Para las cuatro de la tarde, todos los rostros están brillando, cubiertos del sudor que los cuerpos emanan por el calor y el que inunda el aire de la zona. “Hay bastante humedad aquí, pero igual tiene que llover, siempre es mejor que llueva”, asegura Luis Yucra Flores, un productor de 51 años, risueño y conversador, también nacido en Potosí, en la provincia Linares.

“Dependemos del clima.

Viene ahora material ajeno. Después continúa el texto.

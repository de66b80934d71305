use std::collections::HashMap;

use serde::{Deserialize, Serialize};

/// Inbound platform event, exactly as the host delivers it.
///
/// Platforms attach extra fields (request context, base64 flags); those are
/// ignored rather than rejected. Optional fields take their defaults when
/// absent from the wire.
#[derive(Debug, Clone, Deserialize)]
#[serde(rename_all = "camelCase")]
pub struct InvocationEvent {
    pub path: String,
    pub http_method: String,
    #[serde(default)]
    pub headers: HashMap<String, String>,
    #[serde(default)]
    pub body: Option<String>,
    #[serde(default)]
    pub query_string_parameters: Option<HashMap<String, String>>,
}

/// Platform-facing output, produced exactly once per invocation.
#[derive(Debug, Clone, PartialEq, Eq, Serialize)]
#[serde(rename_all = "camelCase")]
pub struct InvocationResult {
    pub status_code: u16,
    pub headers: HashMap<String, String>,
    pub body: String,
}

#[cfg(test)]
mod tests {
    use super::*;
    use serde_json::json;

    #[test]
    fn deserializes_a_full_event() {
        let event: InvocationEvent = serde_json::from_value(json!({
            "path": "/.netlify/functions/api/widgets",
            "httpMethod": "POST",
            "headers": {"Content-Type": "application/json"},
            "body": "{\"name\":\"sprocket\"}",
            "queryStringParameters": {"page": "2"}
        }))
        .unwrap();

        assert_eq!(event.path, "/.netlify/functions/api/widgets");
        assert_eq!(event.http_method, "POST");
        assert_eq!(event.headers["Content-Type"], "application/json");
        assert_eq!(event.body.as_deref(), Some("{\"name\":\"sprocket\"}"));
        assert_eq!(event.query_string_parameters.unwrap()["page"], "2");
    }

    #[test]
    fn missing_optional_fields_take_defaults() {
        let event: InvocationEvent = serde_json::from_value(json!({
            "path": "/",
            "httpMethod": "GET"
        }))
        .unwrap();

        assert!(event.headers.is_empty());
        assert!(event.body.is_none());
        assert!(event.query_string_parameters.is_none());
    }

    #[test]
    fn unknown_fields_are_ignored() {
        let event: InvocationEvent = serde_json::from_value(json!({
            "path": "/",
            "httpMethod": "GET",
            "isBase64Encoded": false,
            "requestContext": {"stage": "prod"}
        }))
        .unwrap();

        assert_eq!(event.http_method, "GET");
    }
}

Hay lluvias fuertes, buenas, también escasas, varían por zonas (...) no son uniformes”, explica, en concordancia con lo que el día anterior se observó en Cuatro Cañadas, donde los terrenos seguían esperando el llanto del cielo para poder ser sembrados.

Según él, dos o una y media pulgadas de lluvia ya son suficientes para una buena siembra; tres pulgadas son excesivas, cuatro son inundación.

Una correcta interpretación del clima es crucial: si una noche llueve “bien”, ya a la mañana siguiente se debe sembrar, esperando que no vuelva a caer durante los siguientes cinco días, para que la semilla germine bien.

Como casi todos sus compañeros migrantes, él llegó muy joven a San Julián –con 20 años en su caso–. “Primero empecé trabajando a pulso, con hacha, machete y motosierra, íbamos tumbando bosque, y habían riesgos, a veces el viento…mucha gente se ha matado chaqueando”, recuerda.

El 2000 marcó el inicio de las innovaciones: “primero fueron los japoneses y los menonitas los que han ido tecnificando su terreno”, cuenta, aclarando que los segundos compartieron más su tecnología, “los menonitas son más abiertos, ayudan más”.

Tras 31 años de malas y buenas cosechas, Yucra prosperó, se siente satisfecho, pero teme... teme que su sector esté ingresando a una época de precios tan bajos que, sin apropiadas medidas preventivas, podría conducir al agro oriental a una crisis que, tarde o temprano, podrá alcanzar nuestras mesas.